I guess that’s why the time-span of my stories tends to contract rather than expand. I have no difficulty in making things happen faster, compressing events into a smaller number of days. Most of my novels take place within a couple of weeks, a couple of months at most.
It’s when I have to move quickly over time that I get nervous and start to baulk.
Similarly within dramatic scenes … there are always places where you need to move more quickly over time. Repeated actions, for example. If Harry is setting up a tent on stony ground, you can do a moment-by-moment presentation of the difficulty of driving a tent peg in—searching for a convenient crack, cursing, swinging the mallet. Fine. But there are still at least another three tent pegs to deal with. Do you really want to go through the same moment-by-moment presentation again and again?

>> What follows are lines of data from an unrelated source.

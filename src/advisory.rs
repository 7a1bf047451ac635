//! Advisory lock: caller-driven mutual exclusion for multi-step sections.
//!
//! No data operation acquires this lock. It exists so cooperating callers can
//! bracket a sequence (read, compute, write) as one critical section. Acquire
//! blocks without timeout; there is intentionally no try variant. The lock is
//! not reentrant: acquiring it twice on one thread deadlocks.

use parking_lot::{Mutex, MutexGuard};

#[derive(Debug, Default)]
pub(crate) struct AdvisoryLock {
    inner: Mutex<()>,
}

impl AdvisoryLock {
    pub(crate) fn new() -> Self {
        Self {
            inner: Mutex::new(()),
        }
    }

    #[inline]
    pub(crate) fn acquire(&self) -> AdvisoryGuard<'_> {
        AdvisoryGuard {
            _held: self.inner.lock(),
        }
    }

    #[inline]
    pub(crate) fn is_held(&self) -> bool {
        self.inner.is_locked()
    }
}

/// Holding this value holds the lock; dropping it releases.
#[must_use = "the advisory lock is released as soon as the guard is dropped"]
pub(crate) struct AdvisoryGuard<'a> {
    _held: MutexGuard<'a, ()>,
}
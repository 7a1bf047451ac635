//! Growth and shrink policy for the entry buffer.
//!
//! The ratios are part of the contract: they decide exactly when a buffer
//! reallocates, so they are spelled out here instead of deferring to `Vec`'s
//! own amortisation.
//!
//! - Grow: when an append makes `len == capacity`, the new capacity is
//!   `⌊(capacity + 1) × GROW_RATIO⌋`, computed in `f64` and truncated.
//! - Shrink: after a removal, if `capacity > GROW_RATIO × len` (again in
//!   `f64`), the capacity drops to `len + 1`.
//! - Clear: capacity resets to [`INITIAL_CAPACITY`].

/// Multiplicative factor used for both growth and the shrink threshold.
pub const GROW_RATIO: f64 = 1.2;

/// Capacity of a freshly constructed or cleared buffer.
pub const INITIAL_CAPACITY: usize = 1;

/// Capacity after growing a full buffer of `capacity` slots.
#[inline]
pub fn grown_capacity(capacity: usize) -> usize {
    ((capacity + 1) as f64 * GROW_RATIO) as usize
}

/// Whether a buffer of `capacity` slots holding `len` entries should shrink.
#[inline]
pub fn should_shrink(capacity: usize, len: usize) -> bool {
    capacity as f64 > GROW_RATIO * len as f64
}

/// Capacity after shrinking around `len` live entries.
#[inline]
pub fn shrunk_capacity(len: usize) -> usize {
    len + 1
}
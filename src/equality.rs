//! Key equality predicates.
//!
//! A map fixes its predicate at construction and uses it for every key
//! comparison it makes afterwards. Only equality is required; there is no
//! ordering and no hashing on this path.

/// Decides whether two keys name the same entry.
///
/// Implementations should be pure: the same pair must always produce the
/// same answer for the lifetime of the map.
pub trait KeyEq<K: ?Sized> {
    fn key_eq(&self, a: &K, b: &K) -> bool;
}

impl<K: ?Sized, F> KeyEq<K> for F
where
    F: Fn(&K, &K) -> bool,
{
    #[inline]
    fn key_eq(&self, a: &K, b: &K) -> bool {
        self(a, b)
    }
}

/// Equality through `K: PartialEq`.
#[derive(Debug, Default, Clone, Copy, PartialEq, Eq)]
pub struct DefaultEq;

impl<K: ?Sized + PartialEq> KeyEq<K> for DefaultEq {
    #[inline]
    fn key_eq(&self, a: &K, b: &K) -> bool {
        a == b
    }
}

/// Adapter for C-style tri-state comparators where `0` means "same key",
/// as returned by `strcmp`-like functions. Any non-zero result is a mismatch.
#[derive(Debug, Clone, Copy)]
pub struct ZeroIsEqual<F>(pub F);

impl<K: ?Sized, F> KeyEq<K> for ZeroIsEqual<F>
where
    F: Fn(&K, &K) -> i32,
{
    #[inline]
    fn key_eq(&self, a: &K, b: &K) -> bool {
        (self.0)(a, b) == 0
    }
}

There’s a similar problem when characters are walking across a landscape and encountering strange sights—which is a very common scenario for fantasy writers. The trouble is the length of walking-time between a first distant impression and a final close-up. All the way, the impression keeps coming clearer—but how many moments of coming clearer do you want? You need a way of moving quickly to the close-up.
I know only two basic strategies for moving quickly over time. One is to tell the passage of time, the other is to let time lapse in gaps.